--- Exercise directions ---
Transcribe exactly the lines that begin the material and continue through the line containing "mapping or stream". Leave out whatever follows.

--- Material shown ---

//! Error types for the object model.
//!
//! Structural failures (a dictionary built over a non-mapping, a non-name key,
//! an out-of-range object stream index, a malformed object stream header) are
//! reported as [`Error`] values. Issues found while validating a dictionary are
//! not errors: they are handed to the caller's callback instead.

use crate::object::ObjectRef;

/// Result type alias for object model operations.
pub type Result<T> = std::result::Result<T, Error>;

/// Error types that can occur while building, reading or encoding objects.
#[derive(Debug, thiserror::Error)]
#[allow(clippy::enum_variant_names)] // "Invalid" prefix is intentional for clarity
pub enum Error {
    /// A dictionary was constructed over a value that is not a mapping or stream
    #[error("Invalid dictionary value: expected Dictionary or Stream, found {0}")]
    InvalidDictionaryValue(String),

    /// A dictionary entry was written with a key that is not a name
    #[error("Invalid key type: dictionary keys must be names, found {0}")]
    InvalidKeyType(String),

    /// Object stream data accessed outside of `[0, N)`
    #[error("Object stream index {index} out of range (0..{len})")]
    IndexOutOfRange {
        /// Requested index
        index: usize,
        /// Number of objects in the stream
        len: usize,
    },

    /// Object stream header or dictionary cannot be decoded
    #[error("Malformed object stream: {0}")]
    MalformedObjectStream(String),

    /// Parse error at specific byte offset
    #[error("Failed to parse object at byte {offset}: {reason}")]
    ParseError {
        /// Byte offset where error occurred
        offset: usize,
        /// Reason for parse failure
        reason: String,
    },

    /// A reference that must resolve is missing from the document
    #[error("Object not found: {0} {1} R")]
    ObjectNotFound(u32, u16),

    /// Object has wrong type
    #[error("Invalid object type: expected {expected}, found {found}")]
    InvalidObjectType {
        /// Expected object type
        expected: String,
        /// Actual object type found
        found: String,
    },

    /// A deferred field type name is not registered
    #[error("Unknown dictionary type: {0}")]
    UnknownType(String),

    /// Stream decoding error
    #[error("Stream decoding error: {0}")]
    Decode(String),

    /// Unsupported stream filter
    #[error("Unsupported filter: {0}")]
    UnsupportedFilter(String),

    /// An object is already borrowed further up the current operation
    #[error("Circular reference detected: object {0}")]
    CircularReference(ObjectRef),

    /// An object handle is already borrowed by an enclosing operation
    #[error("Object is in use by an enclosing operation")]
    ObjectInUse,

    /// A real number has no PDF representation (NaN or infinite)
    #[error("Cannot serialize non-finite real number {0}")]
    NonFiniteReal(f64),

    /// A direct object contains itself and cannot be rendered inline
    #[error("Direct object cycle: a direct object cannot contain itself")]
    DirectObjectCycle,

    /// IO error
    #[error("IO error: {0}")]
    Io(#[from] std::io::Error),
}

#[cfg(test)]
mod tests {
    use super::*;

    #[test]
    fn test_invalid_dictionary_value_error() {
        let err = Error::InvalidDictionaryValue("Integer".to_string());
        let msg = format!("{}", err);
        assert!(msg.contains("Invalid dictionary value"));
        assert!(msg.contains("Integer"));
    }

    #[test]
    fn test_index_out_of_range_error() {
        let err = Error::IndexOutOfRange { index: 7, len: 2 };
        let msg = format!("{}", err);
        assert!(msg.contains("7"));
        assert!(msg.contains("0..2"));
    }

    #[test]
    fn test_parse_error() {
        let err = Error::ParseError {
            offset: 1234,
            reason: "invalid token".to_string(),
        };
        let msg = format!("{}", err);
        assert!(msg.contains("1234"));
        assert!(msg.contains("invalid token"));
    }

    #[test]
    fn test_object_not_found_error() {
        let err = Error::ObjectNotFound(10, 0);
        assert!(format!("{}", err).contains("10 0 R"));
    }

    #[test]
    fn test_circular_reference_error() {
        let err = Error::CircularReference(ObjectRef::new(4, 0));
        assert!(format!("{}", err).contains("4 0 R"));
    }
}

--- Exercise result ---
//! Error types for the object model.
//!
//! Structural failures (a dictionary built over a non-mapping, a non-name key,
//! an out-of-range object stream index, a malformed object stream header) are
//! reported as [`Error`] values. Issues found while validating a dictionary are
//! not errors: they are handed to the caller's callback instead.

use crate::object::ObjectRef;

/// Result type alias for object model operations.
pub type Result<T> = std::result::Result<T, Error>;

/// Error types that can occur while building, reading or encoding objects.
#[derive(Debug, thiserror::Error)]
#[allow(clippy::enum_variant_names)] // "Invalid" prefix is intentional for clarity
pub enum Error {
    /// A dictionary was constructed over a value that is not a mapping or stream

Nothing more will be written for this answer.